Par exemple, dans une collectivité de la zone de gouvernement local d’Okpe, dans l’État du Delta, une femme interrogée a déclaré ce qui suit (en pidgin nigérian) :

« Je me suis rendue au centre de santé l’autre jour après m’être fait mordre par un serpent afin d’obtenir des cachets. Je n’aime pas cet endroit. Il n’y a personne qui nous aide. SI vous vous rendez là vous-même, le médecin refuse de vous voir et l’infirmière en chef vous dit que vous devez apporter beaucoup d’argent avant que l’on vous soigne. Si vous répondez que vous n’avez pas les moyens, elle vous renvoie à l’hôpital général. Voilà pourquoi je ne veux plus y retourner. »

Comment ces problèmes seront-ils résolus ? Qui fera quoi afin de s’assurer que ce que l’on peut éviter soit évité et que ce l’on peut guérir soit bien traité et guéri, pour ainsi réduire les taux de mortalité maternelle et infantile au Nigeria ?

Efforts du CPED

Le CPED reconnaît qu’afin de réaliser des progrès dans l’amélioration de l’accès et de la qualité des services de SMNE au Nigeria, des efforts doivent être déployés afin de relever le défi du financement des soins de santé, particulièrement dans les collectivités rurales. En 2016, le CPED a rassemblé des responsables de politiques des 25 zones de gouvernement local de l’État du Delta afin qu’ils s’interrogent, discutent et déterminent la voie à suivre pour que les soins de santé offerts dans les milieux ruraux soient gratuits et accessibles, particulièrement les SMNE.

Il a entre autres été convenu qu’il fallait étendre l’offre de services de santé gratuits pour les mères et les enfants de moins de cinq ans aux établissements de soins de santé primaires de l’État du Delta, en plus des niveaux secondaires et tertiaires de soins de santé où de tels services sont déjà offerts. De plus, des régimes communautaires d’assurance-maladie doivent être mis en place afin de s’assurer que personne ne se voit refuser de soins de santé pour cause de manque d’argent. Cette dernière question est une composante clé du projet de recherche sur la mise en oeuvre du PCED visant à améliorer les services de SMNE dans l’État du Delta, et un projet pilote, destiné à être transposé dans d’autres quartiers et zones de l’État, sera lancé afin d’établir un régime d’assurance-maladie communautaire dans le quartier 17 de la zone de gouvernement local d’Okpe. Après la consultation et la mobilisation des communautés et des autorités participantes, plusieurs ménages ont adopté le régime, s’y sont inscrits et ont commencé à recevoir des soins.

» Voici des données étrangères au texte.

//! Scanning primitives (spec §4.1, §2 item 1).
//!
//! Stateless functions over a byte buffer and position, plus a [`Scanner`]
//! that bundles a buffer, a byte offset, a [`Cursor`] and an [`Encoding`] —
//! the combination every node parser in [`crate::parse`] drives directly,
//! the same way the teacher crate's `Stream` bundles offset and text.

use crate::cursor::{Cursor, Encoding, TextPos};

const REPLACEMENT_CHAR: char = '\u{FFFD}';

/// Decodes one code point at `bytes[pos..]`.
///
/// Under [`Encoding::Legacy`] every byte decodes to itself as a `char` (no
/// multi-byte awareness — this mode exists so pre-UTF-8 documents pass
/// through byte-for-byte). Under [`Encoding::Utf8`] a malformed sequence
/// decodes to `U+FFFD` and consumes a single byte, so scanning always makes
/// progress.
pub fn decode_char(bytes: &[u8], pos: usize, encoding: Encoding) -> (char, usize) {
    if pos >= bytes.len() {
        return (REPLACEMENT_CHAR, 0);
    }

    let b0 = bytes[pos];
    if encoding == Encoding::Legacy || b0 < 0x80 {
        return (b0 as char, 1);
    }

    let rest = &bytes[pos..];
    match core::str::from_utf8(rest) {
        Ok(s) => {
            let c = s.chars().next().unwrap_or(REPLACEMENT_CHAR);
            (c, c.len_utf8())
        }
        Err(e) => {
            // Decode just the valid prefix, if any starts right here.
            let valid_len = e.valid_up_to();
            if valid_len > 0 {
                let c = core::str::from_utf8(&rest[..valid_len]).unwrap().chars().next();
                if let Some(c) = c {
                    return (c, c.len_utf8());
                }
            }
            (REPLACEMENT_CHAR, 1)
        }
    }
}

/// Encodes a UTF-32 code point into UTF-8 bytes.
///
/// Returns the number of bytes written into `out` (1 to 4). An invalid
/// scalar value (surrogate, or out of Unicode range) is replaced by
/// `U+FFFD`.
pub fn utf32_to_utf8(code_point: u32, out: &mut [u8; 4]) -> usize {
    let c = char::from_u32(code_point).unwrap_or(REPLACEMENT_CHAR);
    c.encode_utf8(out).len()
}

/// Checks whether the code point at `bytes[pos..]` can start a name
/// (spec §4.1: alphabetic or `_`).
pub fn is_name_start(bytes: &[u8], pos: usize, encoding: Encoding) -> bool {
    if pos >= bytes.len() {
        return false;
    }

    let b0 = bytes[pos];
    if encoding == Encoding::Legacy {
        return b0 >= 0x80 || (b0 as char).is_ascii_alphabetic() || b0 == b'_';
    }

    if b0 < 0x80 {
        return (b0 as char).is_ascii_alphabetic() || b0 == b'_';
    }

    let (c, _) = decode_char(bytes, pos, encoding);
    c.is_alphabetic()
}

/// Checks whether the code point at `bytes[pos..]` can continue a name
/// (spec §4.1: alphanumeric, `_`, `-`, `.`, `:`).
pub fn is_name_continue(bytes: &[u8], pos: usize, encoding: Encoding) -> bool {
    if pos >= bytes.len() {
        return false;
    }

    let b0 = bytes[pos];
    if encoding == Encoding::Legacy {
        return b0 >= 0x80 || is_ascii_name_continue(b0);
    }

    if b0 < 0x80 {
        return is_ascii_name_continue(b0);
    }

    let (c, _) = decode_char(bytes, pos, encoding);
    c.is_alphanumeric()
}

fn is_ascii_name_continue(b: u8) -> bool {
    (b as char).is_ascii_alphanumeric() || matches!(b, b'_' | b'-' | b'.' | b':')
}

/// Lowercases an ASCII byte; non-ASCII bytes pass through unchanged
/// (spec §4.1: "case-insensitive mode it lowercases ASCII only").
pub fn to_lower_ascii(b: u8) -> u8 {
    b.to_ascii_lowercase()
}

/// Compares `bytes[pos..]` against `target` byte-by-byte, optionally
/// ASCII-case-insensitively (spec §4.1 `stringEqual`).
pub fn string_equal(bytes: &[u8], pos: usize, target: &[u8], ignore_case: bool) -> bool {
    if pos + target.len() > bytes.len() {
        return false;
    }

    let window = &bytes[pos..pos + target.len()];
    if ignore_case {
        window.iter().zip(target).all(|(a, b)| to_lower_ascii(*a) == to_lower_ascii(*b))
    } else {
        window == target
    }
}

/// A byte buffer plus a moving position, a [`Cursor`] and an [`Encoding`],
/// advanced together by every node parser.
pub struct Scanner<'a> {
    bytes: &'a [u8],
    pos: usize,
    cursor: Cursor,
    encoding: Encoding,
}

impl<'a> Scanner<'a> {
    /// Creates a scanner at the start of `bytes`.
    pub fn new(bytes: &'a [u8], tab_size: u32, encoding: Encoding) -> Self {
        Scanner { bytes, pos: 0, cursor: Cursor::new(tab_size), encoding }
    }

    /// Current byte offset.
    pub fn pos(&self) -> usize {
        self.pos
    }

    /// Current 1-based `(row, col)`.
    pub fn text_pos(&self) -> TextPos {
        self.cursor.pos()
    }

    /// The active encoding mode.
    pub fn encoding(&self) -> Encoding {
        self.encoding
    }

    /// Switches the encoding mode mid-parse (used once a Declaration's
    /// `encoding` attribute has been read — spec §4.7).
    pub fn set_encoding(&mut self, encoding: Encoding) {
        self.encoding = encoding;
    }

    /// `true` once every byte has been consumed.
    pub fn at_end(&self) -> bool {
        self.pos >= self.bytes.len()
    }

    /// The byte at the current position, if any.
    pub fn current(&self) -> Option<u8> {
        self.bytes.get(self.pos).copied()
    }

    /// The byte `offset` positions ahead of the current one, if any.
    pub fn peek(&self, offset: usize) -> Option<u8> {
        self.bytes.get(self.pos + offset).copied()
    }

    /// Remaining, unconsumed bytes.
    pub fn remaining(&self) -> &'a [u8] {
        &self.bytes[self.pos..]
    }

    /// The whole input buffer, for callers (e.g. the entity decoder) that
    /// need an absolute byte offset rather than a position relative to the
    /// scanner's cursor.
    pub fn full_bytes(&self) -> &'a [u8] {
        self.bytes
    }

    /// A slice of the input between two absolute byte offsets.
    pub fn slice(&self, start: usize, end: usize) -> &'a [u8] {
        &self.bytes[start..end]
    }

    /// `true` if the unconsumed input starts with `pat`.
    pub fn starts_with(&self, pat: &[u8]) -> bool {
        string_equal(self.bytes, self.pos, pat, false)
    }

    /// `true` if the unconsumed input starts with `pat`, ASCII-case-insensitively.
    pub fn starts_with_ignore_case(&self, pat: &[u8]) -> bool {
        string_equal(self.bytes, self.pos, pat, true)
    }

    /// Advances past `n` already-matched bytes, updating the cursor.
    pub fn advance(&mut self, n: usize) {
        for _ in 0..n {
            if let Some(b) = self.current() {
                self.cursor.advance(b, self.encoding);
                self.pos += 1;
            } else {
                break;
            }
        }
    }

    /// Advances past one decoded character, returning it.
    pub fn advance_char(&mut self) -> Option<char> {
        if self.at_end() {
            return None;
        }
        let (c, len) = decode_char(self.bytes, self.pos, self.encoding);
        self.advance(len.max(1));
        Some(c)
    }

    /// Skips whitespace (space, tab, `\n`, `\r`).
    ///
    /// At the very start of the input, under [`Encoding::Utf8`], also
    /// consumes a leading UTF-8 BOM (`EF BB BF`) once (spec §4.1).
    pub fn skip_whitespace(&mut self) {
        if self.pos == 0 && self.encoding == Encoding::Utf8 && self.starts_with(&[0xEF, 0xBB, 0xBF]) {
            self.advance(3);
        }

        while let Some(b) = self.current() {
            if matches!(b, b' ' | b'\t' | b'\n' | b'\r') {
                self.advance(1);
            } else {
                break;
            }
        }
    }

    /// Reads a name starting at the current position (spec §4.1 `readName`).
    ///
    /// Returns `None` ("no name") if the first byte cannot start a name,
    /// without advancing.
    pub fn read_name(&mut self) -> Option<String> {
        if !is_name_start(self.bytes, self.pos, self.encoding) {
            return None;
        }

        let start = self.pos;
        let (_, len) = decode_char(self.bytes, self.pos, self.encoding);
        self.advance(len.max(1));

        while !self.at_end() && is_name_continue(self.bytes, self.pos, self.encoding) {
            let (_, len) = decode_char(self.bytes, self.pos, self.encoding);
            self.advance(len.max(1));
        }

        Some(decode_lossy(&self.bytes[start..self.pos], self.encoding))
    }
}

/// Decodes a byte range into an owned `String`.
///
/// Under [`Encoding::Utf8`] this is just `String::from_utf8_lossy`. Under
/// [`Encoding::Legacy`] each byte is widened to its own `char` so that
/// opaque high bytes survive round-tripping even though they are never
/// interpreted as a particular character set (spec §3: "Every node's
/// `value` field is UTF-8 after parsing finishes, regardless of source
/// encoding" — legacy bytes are preserved as Latin-1-style code points so no
/// information is silently dropped).
pub fn decode_lossy(bytes: &[u8], encoding: Encoding) -> String {
    match encoding {
        Encoding::Utf8 => String::from_utf8_lossy(bytes).into_owned(),
        Encoding::Legacy => bytes.iter().map(|&b| b as char).collect(),
    }
}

Ces efforts ont contribué à améliorer de façon tangible les soins de SMNE dans la région. On a enregistré une augmentation de plus de 50 p. 100 des inscriptions aux soins prénataux, ainsi qu’une augmentation du taux d’immunisation, du nombre de femmes qui accouchent dans un établissement et de l’utilisation des services de planification familiale.

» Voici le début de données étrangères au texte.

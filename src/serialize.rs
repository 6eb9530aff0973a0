//! Serializer / encoder (spec §4.9).
//!
//! Walks the tree with the same parent/first-child/next-sibling traversal
//! the teacher crate's `Children`/`Traverse` iterators expose, escaping
//! reserved characters the way TinyXML's `EncodeString` does.

use std::io::{self, Write};

use crate::{Document, Node, NodeType};

pub(crate) fn to_string(doc: &Document) -> String {
    let mut out = String::new();
    let tab_size = doc.tab_size();
    for child in doc.root().children() {
        write_node(child, 0, tab_size, &mut out);
    }
    out
}

pub(crate) fn write_to(doc: &Document, w: &mut dyn Write) -> io::Result<()> {
    w.write_all(to_string(doc).as_bytes())
}

fn indent(out: &mut String, depth: usize, tab_size: u32) {
    for _ in 0..(depth as u32 * tab_size) {
        out.push(' ');
    }
}

fn write_node(node: Node, depth: usize, tab_size: u32, out: &mut String) {
    match node.node_type() {
        NodeType::Element => write_element(node, depth, tab_size, out),
        NodeType::Text => write_text(node, depth, tab_size, out),
        NodeType::Comment => {
            let content = format!("<!--{}-->", node.comment().unwrap_or(""));
            write_verbatim(out, depth, tab_size, &content);
        }
        NodeType::Declaration => write_declaration(node, depth, tab_size, out),
        NodeType::Unknown => {
            let content = format!("<{}>", node.unknown_contents().unwrap_or(""));
            write_verbatim(out, depth, tab_size, &content);
        }
        NodeType::Document => {}
    }
}

fn write_element(node: Node, depth: usize, tab_size: u32, out: &mut String) {
    indent(out, depth, tab_size);
    out.push('<');
    out.push_str(node.tag_name().unwrap_or(""));

    let mut has_attrs = false;
    for attr in node.attributes() {
        has_attrs = true;
        out.push(' ');
        out.push_str(attr.name());
        out.push('=');
        write_attribute_value(out, attr.value());
    }

    let children: Vec<Node> = node.children().collect();
    if children.is_empty() {
        out.push_str("/>\n");
        return;
    }

    // Inline iff exactly one Text child and no attributes (spec §9 Design
    // Notes, Open Question resolved).
    if children.len() == 1 && children[0].is_text() && !has_attrs {
        out.push('>');
        write_text_inline(out, children[0]);
        out.push_str("</");
        out.push_str(node.tag_name().unwrap_or(""));
        out.push_str(">\n");
        return;
    }

    out.push_str(">\n");
    for child in &children {
        write_node(*child, depth + 1, tab_size, out);
    }
    indent(out, depth, tab_size);
    out.push_str("</");
    out.push_str(node.tag_name().unwrap_or(""));
    out.push_str(">\n");
}

fn write_attribute_value(out: &mut String, value: &str) {
    let quote = if value.contains('"') { '\'' } else { '"' };
    out.push(quote);
    out.push_str(&encode_for_output(value));
    out.push(quote);
}

fn write_text_inline(out: &mut String, node: Node) {
    if node.is_cdata() {
        out.push_str("<![CDATA[");
        out.push_str(node.text().unwrap_or(""));
        out.push_str("]]>");
    } else {
        out.push_str(&encode_for_output(node.text().unwrap_or("")));
    }
}

fn write_text(node: Node, depth: usize, tab_size: u32, out: &mut String) {
    indent(out, depth, tab_size);
    write_text_inline(out, node);
    out.push('\n');
}

fn write_declaration(node: Node, depth: usize, tab_size: u32, out: &mut String) {
    indent(out, depth, tab_size);
    let (version, encoding, standalone) = node.declaration().unwrap_or((None, None, None));
    out.push_str("<?xml");
    if let Some(v) = version {
        out.push_str(" version=\"");
        out.push_str(v);
        out.push('"');
    }
    if let Some(e) = encoding {
        out.push_str(" encoding=\"");
        out.push_str(e);
        out.push('"');
    }
    if let Some(s) = standalone {
        out.push_str(" standalone=\"");
        out.push_str(s);
        out.push('"');
    }
    out.push_str("?>\n");
}

fn write_verbatim(out: &mut String, depth: usize, tab_size: u32, content: &str) {
    indent(out, depth, tab_size);
    out.push_str(content);
    out.push('\n');
}

/// Escapes reserved characters for output (spec §4.9, `EncodeString`).
///
/// A pre-existing `&#x…;`/`&#X…;` sequence already in the string is passed
/// through unescaped rather than having its leading `&` re-escaped.
pub(crate) fn encode_for_output(s: &str) -> String {
    let mut out = String::new();
    let mut chars = s.char_indices().peekable();

    while let Some((i, c)) = chars.next() {
        if c == '&' && (s[i..].starts_with("&#x") || s[i..].starts_with("&#X")) {
            if let Some(rel_semi) = s[i..].find(';') {
                let end = i + rel_semi + 1;
                out.push_str(&s[i..end]);
                while let Some(&(j, _)) = chars.peek() {
                    if j < end {
                        chars.next();
                    } else {
                        break;
                    }
                }
                continue;
            }
        }

        match c {
            '&' => out.push_str("&amp;"),
            '<' => out.push_str("&lt;"),
            '>' => out.push_str("&gt;"),
            '"' => out.push_str("&quot;"),
            '\'' => out.push_str("&apos;"),
            c if (c as u32) < 0x20 => out.push_str(&format!("&#x{:02X};", c as u32)),
            c => out.push(c),
        }
    }

    out
}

Ces efforts sont la preuve indéniable que la recherche peut aider à améliorer des vies. Le CPED s’engage à utiliser la recherche et les données probantes afin d’améliorer les soins de santé pour les mères, les nouveau-nés et les enfants de moins de cinq ans, et fera tout son possible pour améliorer l’état de santé des femmes et des enfants au Nigeria.

Veuillez prendre note que les opinions exprimées ici sont celles de l’auteur et ne reflètent pas nécessairement celles de l’Initiative Think tank.